Data discovery¶
IGWN data are stored in a number of locations, and what data are available is dependent on how the data should be accessed.
For file-based access, including using CVMFS, see Dataset discovery.
For direct access to (remote) specific data channels, without using files or datasets, see Remote data discovery with NDS.
Dataset discovery¶
Datasets archived in files should be discoverable using GWDataFind, an HTTP-based API to the index of available files for a given computing centre.

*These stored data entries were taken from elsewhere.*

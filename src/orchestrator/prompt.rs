use serde_json::json;

use crate::core::CreativeRequest;

/// Key of the nested image-prompt object in the model output
pub const PROMPT_KEY: &str = "nano_banana_pro_prompt";

pub const SYSTEM_INSTRUCTION: &str = r#"You are an Ace Creative Director at the WPP Group, specializing in Digital Out-of-Home (DOOH) advertising for convenience stores.

Your Mission:
Create a highly effective image generation prompt (JSON format) for a product to be displayed on a convenience store digital signage.

Key Considerations:
1. **Context**: Convenience store customers decide in < 1 second. High visibility and appetizing/appealing visuals are crucial.
2. **Targeting**: Analyze the Age, Gender, Income, and Repeat Rate to determine the optimal color psychology, lighting, and composition.
3. **Output**: You must output ONLY valid JSON matching the provided schema. The 'prompt' field should be in English, highly descriptive, focusing on lighting, textures, and composition tailored for AI image generators (like Midjourney or Stable Diffusion)."#;

pub const VISUAL_REFERENCE_NOTE: &str = "\n[Visual Reference]\nRefer to the attached product image for color accuracy and packaging details.";

/// JSON shape the model is asked to fill in
pub fn response_schema(req: &CreativeRequest) -> serde_json::Value {
    json!({
        "product_name": req.product_name,
        "target_audience": format!("{} years old, {}", req.target_age, req.target_gender.label()),
        "concept_rationale": "Reasoning for the design choice (WPP Ace perspective)",
        PROMPT_KEY: {
            "prompt": "Highly detailed English prompt for image generation...",
            "negative_prompt": "Low quality, blurry, text, watermark...",
            "aspect_ratio": req.orientation.aspect_ratio(),
            "layout_template": req.layout.label(),
            "color_palette": ["#Hex1", "#Hex2", "#Hex3"],
            "mood": "Energetic / Calm / Luxury etc."
        }
    })
}

/// Text of the user message; every form field ends up in here
pub fn user_message(req: &CreativeRequest) -> String {
    let schema = serde_json::to_string_pretty(&response_schema(req)).unwrap_or_default();

    format!(
        r#"Please generate a JSON prompt based on the following inputs:

[Product Info]
- Name: {name}
- Features: {features}

[Target Audience]
- Age: {age}
- Gender: {gender}
- Income: {income}
- Type: {customer}

[Design Specs]
- Orientation: {orientation} (Set aspect_ratio to {aspect_ratio})
- Layout: {layout}

[Output Schema]
{schema}
"#,
        name = req.product_name,
        features = req.product_features,
        age = req.target_age,
        gender = req.target_gender.label(),
        income = req.target_income.label(),
        customer = req.customer_type.label(),
        orientation = req.orientation.label(),
        aspect_ratio = req.orientation.aspect_ratio(),
        layout = req.layout.label(),
        schema = schema,
    )
}

#[cfg(test)]
mod tests {
    use super::*;
    use crate::core::{CustomerType, Gender, IncomeLevel, Layout, Orientation};

    #[test]
    fn user_message_mentions_every_field() {
        let req = CreativeRequest::new("Premium Pudding")
            .with_features("Hokkaido cream, golden package")
            .with_age(45)
            .with_gender(Gender::Female)
            .with_income(IncomeLevel::High)
            .with_customer_type(CustomerType::Repeater)
            .with_orientation(Orientation::Portrait)
            .with_layout(Layout::SizzleFocus);

        let text = user_message(&req);
        for expected in [
            "- Name: Premium Pudding",
            "- Features: Hokkaido cream, golden package",
            "- Age: 45",
            "- Gender: Female",
            "- Income: High",
            "- Type: Repeat customer (Recall focus)",
            "- Orientation: Portrait 9:16 (Set aspect_ratio to 9:16)",
            "- Layout: Sizzle Focus",
        ] {
            assert!(text.contains(expected), "missing {:?} in:\n{}", expected, text);
        }
    }

    #[test]
    fn schema_carries_derived_aspect_ratio() {
        let req = CreativeRequest::new("Pudding").with_orientation(Orientation::Landscape);
        let schema = response_schema(&req);
        assert_eq!(schema[PROMPT_KEY]["aspect_ratio"], "16:9");
        assert_eq!(schema[PROMPT_KEY]["layout_template"], "Full Image");
    }
}
use anyhow::Result;
use clap::Parser;
use tracing_subscriber::{layer::SubscriberExt, util::SubscriberInitExt, EnvFilter};

mod api;
mod cli;
mod config;
mod core;
mod http_client;
mod orchestrator;

use cli::{Cli, Commands};
use config::Config;

#[tokio::main]
async fn main() -> Result<()> {
    // Initialize tracing
    tracing_subscriber::registry()
        .with(EnvFilter::try_from_default_env().unwrap_or_else(|_| EnvFilter::new("warn")))
        .with(tracing_subscriber::fmt::layer().with_target(false))
        .init();

    let cli = Cli::parse();

    // Load or create config
    let mut config = Config::load_or_create()?;

    match cli.command {
        Commands::Generate(args) => {
            cli::commands::generate::run(args, &config).await?;
        }
        Commands::Config(args) => {
            cli::commands::config::run(args, &mut config)?;
        }
    }

    Ok(())
}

Data are indexed using the following metadata parameters:
-
observatory
- the single-character prefix for the observatoryPrefix Name A
LIGO India G
GEO600 K
KAGRA L
LIGO Livingston H
LIGO Hanford V
Virgo -
frametype
- the dataset name - the GPS
[start, stop)
interval of the contained data
Client
For more details, and better examples, about the GWDataFind client, see
Api
For a full description of the GWDataFind HTTP API, see
GWDataFind servers¶
Distributed data server¶
An instance of the GWDataFind server is operated centrally to support discovery of any data distributed using CVMFS.
This instance should be used for all offline analysis of data by IGWN members.
The address of the service is
https://datafind.ligo.org
Requires SciToken authorisation
This service requires SciToken authorisation.
Computing-centre servers¶
Each computing centre operates its own GWDataFind server to enable discovery of its available data. The address of the server will be automatically configured in the following shell envirnoment variable
GWDATAFIND_SERVER
which the GWDataFind client will automatically use.
No authorisation required for local access
The local GWDataFind servers are usually configured to accept connections without authorisation from other hosts on the same network.
Discovering datasets¶
Example
To discover which datasets are available at a given location for an observatory:
from gwdatafind import find_types
print(find_types("L"))
python3 -m gwdatafind -o L --show-types
Discovering data URLs¶
The GWDataFind servers will return URLs for specific data files.
File URLs¶
The default response when using the client library is to return file://
URLs:
Discover file URLs
To find the file://
URLs (or paths) for a dataset:
from gwdatafind import find_urls
print(find_urls("L", "L1_HOFT_C00", 1187008866, 1187008898))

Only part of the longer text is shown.